Dataset entries
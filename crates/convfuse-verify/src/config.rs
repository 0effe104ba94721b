//! Trial configurations and the fresh inputs generated for each trial.

use anyhow::{ensure, Result};
use convfuse::ops::{ConvPadding, MirrorPadMode, Paddings, ResizeSize, Strides};
use convfuse::{DType, FusionSpec, Shape, Tensor};
use rand::rngs::StdRng;
use rand::SeedableRng;

/// Bilinear resize applied before padding.
#[derive(Debug, Clone, Copy, PartialEq, Eq)]
pub struct ResizeStage {
    pub size: ResizeSize,
    pub align_corners: bool,
}

/// Symmetric spatial mirror padding applied before the convolution.
#[derive(Debug, Clone, Copy, PartialEq, Eq)]
pub struct PadStage {
    pub y: usize,
    pub x: usize,
    pub mode: MirrorPadMode,
}

impl PadStage {
    pub fn paddings(&self) -> Paddings {
        Paddings::spatial(self.y, self.x)
    }
}

/// Which fused kernel a trial exercises, and the primitives it folds.
#[derive(Debug, Clone, PartialEq, Eq)]
pub enum FusedPipeline {
    /// Convolution followed by the epilogue ops of the spec.
    ConvEpilogue(FusionSpec),
    /// Resize, mirror pad, convolution.
    ResizePadConv { resize: ResizeStage, pad: PadStage },
    /// Mirror pad, convolution.
    PadConv { pad: PadStage },
}

/// How input tensors are filled.
#[derive(Debug, Clone, Copy, PartialEq, Eq)]
pub enum Fill {
    /// `1, 2, 3, ...` for every tensor.
    Iota,
    /// Uniform `[-1, 1)` from one RNG seeded per trial.
    Random { seed: u64 },
}

/// One point of a sweep. Immutable once built.
#[derive(Debug, Clone, PartialEq, Eq)]
pub struct TrialConfig {
    pub name: String,
    pub batch: usize,
    pub height: usize,
    pub width: usize,
    pub in_depth: usize,
    pub filter_h: usize,
    pub filter_w: usize,
    pub out_depth: usize,
    /// `[h, w]`
    pub stride: [usize; 2],
    pub padding: ConvPadding,
    pub dtype: DType,
    pub pipeline: FusedPipeline,
    pub fill: Fill,
}

impl TrialConfig {
    pub fn strides(&self) -> Strides {
        Strides::new(self.stride[0], self.stride[1])
    }

    pub fn input_shape(&self) -> Shape {
        Shape::new(vec![self.batch, self.height, self.width, self.in_depth])
    }

    pub fn filter_shape(&self) -> Shape {
        Shape::new(vec![self.filter_h, self.filter_w, self.in_depth, self.out_depth])
    }

    /// Epilogue ops folded into the kernel, if this pipeline has any.
    pub fn fusion_spec(&self) -> Option<&FusionSpec> {
        match &self.pipeline {
            FusedPipeline::ConvEpilogue(spec) => Some(spec),
            _ => None,
        }
    }

    /// Number of bias tensors the trial needs.
    pub fn num_args(&self) -> usize {
        self.fusion_spec().map_or(0, FusionSpec::num_args)
    }

    /// Spatial size of the convolution input after any resize and padding.
    pub fn conv_input_hw(&self) -> (usize, usize) {
        match &self.pipeline {
            FusedPipeline::ConvEpilogue(_) => (self.height, self.width),
            FusedPipeline::ResizePadConv { resize, pad } => (
                resize.size.height + 2 * pad.y,
                resize.size.width + 2 * pad.x,
            ),
            FusedPipeline::PadConv { pad } => (self.height + 2 * pad.y, self.width + 2 * pad.x),
        }
    }

    /// Checks the dimensions a trial needs before any tensor is allocated.
    pub fn validate(&self) -> Result<()> {
        ensure!(
            self.batch > 0 && self.height > 0 && self.width > 0 && self.in_depth > 0,
            "trial {} has an empty input {}",
            self.name,
            self.input_shape()
        );
        ensure!(
            self.filter_h > 0 && self.filter_w > 0 && self.out_depth > 0,
            "trial {} has an empty filter {}",
            self.name,
            self.filter_shape()
        );
        ensure!(
            self.stride[0] > 0 && self.stride[1] > 0,
            "trial {} has a zero stride",
            self.name
        );
        Ok(())
    }

    /// One-line description with everything needed to rebuild the trial.
    pub fn summary(&self) -> String {
        let mut out = format!(
            "{} {} in={} filter={} stride={} {}",
            self.name,
            self.dtype,
            self.input_shape(),
            self.filter_shape(),
            self.strides(),
            self.padding
        );
        match &self.pipeline {
            FusedPipeline::ConvEpilogue(spec) => out.push_str(&format!(" fused={spec}")),
            FusedPipeline::ResizePadConv { resize, pad } => out.push_str(&format!(
                " resize={}{} pad={}x{} {}",
                resize.size,
                if resize.align_corners { " align" } else { "" },
                pad.y,
                pad.x,
                pad.mode
            )),
            FusedPipeline::PadConv { pad } => {
                out.push_str(&format!(" pad={}x{} {}", pad.y, pad.x, pad.mode))
            }
        }
        match self.fill {
            Fill::Iota => out.push_str(" fill=iota"),
            Fill::Random { seed } => out.push_str(&format!(" fill=random({seed})")),
        }
        out
    }
}

/// Tensors owned by a single trial.
#[derive(Debug, Clone)]
pub struct TrialInputs {
    pub input: Tensor,
    pub filter: Tensor,
    /// One bias per `BiasAdd` in the fusion spec, in order.
    pub args: Vec<Tensor>,
}

impl TrialInputs {
    /// Builds fresh tensors for `config`. The same config always yields the same values.
    pub fn generate(config: &TrialConfig) -> Result<Self> {
        config.validate()?;
        let dtype = config.dtype;
        let bias_shape = Shape::new(vec![config.out_depth]);
        let inputs = match config.fill {
            Fill::Iota => TrialInputs {
                input: Tensor::iota(dtype, config.input_shape(), 1.0),
                filter: Tensor::iota(dtype, config.filter_shape(), 1.0),
                args: (0..config.num_args())
                    .map(|_| Tensor::iota(dtype, bias_shape.clone(), 1.0))
                    .collect(),
            },
            Fill::Random { seed } => {
                let mut rng = StdRng::seed_from_u64(seed);
                TrialInputs {
                    input: Tensor::random(dtype, config.input_shape(), &mut rng),
                    filter: Tensor::random(dtype, config.filter_shape(), &mut rng),
                    args: (0..config.num_args())
                        .map(|_| Tensor::random(dtype, bias_shape.clone(), &mut rng))
                        .collect(),
                }
            }
        };
        Ok(inputs)
    }

    /// Uses caller-provided tensors, checking them against `config`.
    pub fn explicit(
        config: &TrialConfig,
        input: Tensor,
        filter: Tensor,
        args: Vec<Tensor>,
    ) -> Result<Self> {
        ensure!(
            input.shape() == &config.input_shape(),
            "input shape {} does not match trial {}",
            input.shape(),
            config.summary()
        );
        ensure!(
            filter.shape() == &config.filter_shape(),
            "filter shape {} does not match trial {}",
            filter.shape(),
            config.summary()
        );
        ensure!(
            args.len() == config.num_args(),
            "trial {} needs {} auxiliary tensors, got {}",
            config.name,
            config.num_args(),
            args.len()
        );
        Ok(TrialInputs {
            input: input.cast(config.dtype),
            filter: filter.cast(config.dtype),
            args: args.into_iter().map(|t| t.cast(config.dtype)).collect(),
        })
    }
}
//! Unfused vs fused convolution chains over the Pixel-CNN table.
//!
//! Groups are keyed by filter label and batch; one function per variant inside each group.

use std::collections::BTreeMap;
use std::time::Duration;

use criterion::{black_box, criterion_group, criterion_main, BenchmarkId, Criterion, Throughput};

use convfuse::{CpuBackendContext, ExecutionContext};
use convfuse_verify::bench::{bench_table, BenchCase};

fn bench_conv_chains(c: &mut Criterion) {
    let threads = ExecutionContext::new().resolved_num_threads();
    let backend = match CpuBackendContext::new(threads) {
        Ok(backend) => backend,
        Err(err) => panic!("failed to build backend with {threads} threads: {err}"),
    };

    let mut groups: BTreeMap<(usize, usize), Vec<BenchCase>> = BTreeMap::new();
    for case in bench_table() {
        groups.entry((case.fh, case.n)).or_default().push(case);
    }

    for cases in groups.values() {
        let label = &cases[0].label;
        let mut group = c.benchmark_group(format!("conv/{label}"));
        group.sample_size(10);
        group.warm_up_time(Duration::from_millis(500));
        group.measurement_time(Duration::from_secs(5));
        for case in cases {
            let prepared = match case.prepare() {
                Ok(prepared) => prepared,
                Err(err) => panic!("failed to prepare {}: {err:#}", case.name()),
            };
            group.throughput(Throughput::Elements(case.items_processed()));
            group.bench_with_input(
                BenchmarkId::new(case.variant.name(), case.name()),
                &prepared,
                |b, prepared| {
                    b.iter(|| black_box(prepared.run(&backend)));
                },
            );
        }
        group.finish();
    }
}

criterion_group!(benches, bench_conv_chains);
criterion_main!(benches);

Your goal |
Every line above that carries the string "FusionSpec" should be copied.

Written answer |
use convfuse::{DType, FusionSpec, Shape, Tensor};
    ConvEpilogue(FusionSpec),
    pub fn fusion_spec(&self) -> Option<&FusionSpec> {
        self.fusion_spec().map_or(0, FusionSpec::num_args)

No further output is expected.